Le prévenu, qui était donc absent à son procès, a assuré ne pas avoir eu conscience du sérieux de l'affaire. Pour cette infraction, il risque une amende, une interdiction de conduire de six mois et la confiscation de son véhicule.

QUE S'EST-IL PASSÉ?

Durant le procès, un policier a raconté le déroulé de cette journée: une voiture de police banalisée équipée d'un radar mobile avait été placée près de la Nationale 2 pour un contrôle de vitesse. Lorsque le radar, qui pouvait mesurer la vitesse dans les deux sens, avait été mis en service et avait flashé une première fois, les agents s'étaient rendus sur un autre contrôle, laissant l'appareil seul.

C'est sur leur deuxième point de contrôle qu'un automobiliste s'était arrêté pour demander s'il y avait bien un radar mobile à quelques kilomètres de là. Le policier avait répondu par l'affirmative. L'automobiliste avait alors expliqué que le radar était masqué par un autre véhicule. En retournant sur les lieux, les policiers avaient pu constater qu'un véhicule gênait la prise de vues du radar.

L'accusé, qui était assis sur le siège passager, avait expliqué qu'il s'était senti fatigué et qu'il avait voulu faire une pause. Quand le policier lui avait demandé s'il savait qu'il était garé derrière une voiture de police banalisée, le prévenu avait "joué" l'ignorance, assurant ne pas avoir vu de véhicule de police Après avoir reçu un procès-verbal, il avait finalement admis avoir lui-même été flashé un peu plus tôt.
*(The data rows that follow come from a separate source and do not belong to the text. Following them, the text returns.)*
pub fn handle_mode(server: &mut Server, id: ConnectionId, msg: &Message) {
    let name = server.name.clone();
    let nick = current_nick(server, id);

    let Some(chan_name) = msg.arg(0) else {
        server.send_to_client(id, &replies::err_need_more_params(&name, &nick, "MODE"));
        return;
    };
    let key = Server::channel_key(chan_name);
    if !server.channels.contains_key(&key) {
        server.send_to_client(id, &replies::err_no_such_channel(&name, &nick, chan_name));
        return;
    }

    let Some(mode_string) = msg.arg(1) else {
        let modes = server.channels.get(&key).unwrap().mode_string();
        server.send_to_client(id, &replies::channel_mode_is(&name, &nick, chan_name, &modes));
        return;
    };

    if let Some(bad) = mode_string.chars().find(|c| !"+-itklo".contains(*c)) {
        server.send_to_client(id, &replies::err_unknown_mode(&name, &nick, bad, chan_name));
        return;
    }
    if !mode_string.chars().any(|c| "itklo".contains(c)) {
        return;
    }
    if !server.channels.get(&key).unwrap().is_operator(id) {
        server.send_to_client(id, &replies::err_chan_o_priv_needed(&name, &nick, chan_name));
        return;
    }

    let mut required = 0usize;
    let mut setting = true;
    for c in mode_string.chars() {
        match c {
            '+' => setting = true,
            '-' => setting = false,
            'k' | 'o' => required += 1,
            'l' if setting => required += 1,
            _ => {}
        }
    }
    let supplied: Vec<String> = msg.params.get(2..).map(|s| s.to_vec()).unwrap_or_default();
    if supplied.len() < required {
        server.send_to_client(id, &replies::err_need_more_params(&name, &nick, "MODE"));
        return;
    }

    let mut param_iter = supplied.into_iter();
    let mut setting = true;
    let mut changes: Vec<(bool, char)> = Vec::new();
    let mut retained_params: Vec<String> = Vec::new();

    for c in mode_string.chars() {
        match c {
            '+' => setting = true,
            '-' => setting = false,
            'i' => {
                let cur = server.channels.get(&key).unwrap().modes.invite_only;
                if cur == setting {
                    continue;
                }
                server.channels.get_mut(&key).unwrap().modes.invite_only = setting;
                changes.push((setting, 'i'));
            }
            't' => {
                let cur = server.channels.get(&key).unwrap().modes.topic_oper_only;
                if cur == setting {
                    continue;
                }
                server.channels.get_mut(&key).unwrap().modes.topic_oper_only = setting;
                changes.push((setting, 't'));
            }
            'k' => {
                let param = param_iter.next().unwrap_or_default();
                if setting {
                    let ch = server.channels.get_mut(&key).unwrap();
                    ch.modes.key = param.clone();
                    ch.modes.pass_required = true;
                    changes.push((true, 'k'));
                    retained_params.push(param);
                } else {
                    let current_key = server.channels.get(&key).unwrap().modes.key.clone();
                    if current_key == param {
                        let ch = server.channels.get_mut(&key).unwrap();
                        ch.modes.key.clear();
                        ch.modes.pass_required = false;
                        changes.push((false, 'k'));
                    }
                }
            }
            'l' => {
                if setting {
                    let param = param_iter.next().unwrap_or_default();
                    match param.parse::<i64>() {
                        Ok(n) if n >= 0 => {
                            let ch = server.channels.get_mut(&key).unwrap();
                            ch.modes.limit = n as usize;
                            ch.modes.limited = true;
                            changes.push((true, 'l'));
                            retained_params.push(n.to_string());
                        }
                        _ => {}
                    }
                } else {
                    let cur = server.channels.get(&key).unwrap().modes.limited;
                    if cur {
                        server.channels.get_mut(&key).unwrap().modes.limited = false;
                        changes.push((false, 'l'));
                    }
                }
            }
            'o' => {
                let target_nick = param_iter.next().unwrap_or_default();
                let target_id = server.find_connection_by_nick(&target_nick);
                let is_member = target_id.map(|t| server.channels.get(&key).unwrap().is_member(t)).unwrap_or(false);
                if !is_member {
                    server.send_to_client(id, &replies::err_user_not_in_channel(&name, &nick, &target_nick, chan_name));
                    continue;
                }
                let target_id = target_id.unwrap();
                let ch = server.channels.get_mut(&key).unwrap();
                if setting {
                    ch.operators.insert(target_id);
                } else {
                    ch.operators.remove(&target_id);
                }
                changes.push((setting, 'o'));
                retained_params.push(target_nick);
            }
            _ => {}
        }
    }

    if changes.is_empty() {
        return;
    }

    let mut aggregated = String::new();
    let mut last_sign: Option<bool> = None;
    for (sign, letter) in &changes {
        if last_sign != Some(*sign) {
            aggregated.push(if *sign { '+' } else { '-' });
            last_sign = Some(*sign);
        }
        aggregated.push(*letter);
    }

    let prefix = current_prefix(server, id);
    let mut line = format!(":{prefix} MODE {chan_name} {aggregated}");
    for p in &retained_params {
        line.push(' ');
        line.push_str(p);
    }
    server.send_to_channel(&key, &line, None);
}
L'agent de police avait donc conclu qu'il s'était stationné devant le radar en connaissance de cause. Son geste a permis de neutraliser le radar pendant quarante minutes environ. Quatre conducteurs ont été flashés dans les minutes qui ont suivi le retrait de son véhicule.

Depuis, le prévenu ne s'était plus manifesté d'aucune façon, ni au bureau de police, ni mercredi au Tribunal. Le verdict est attendu le 16 janvier.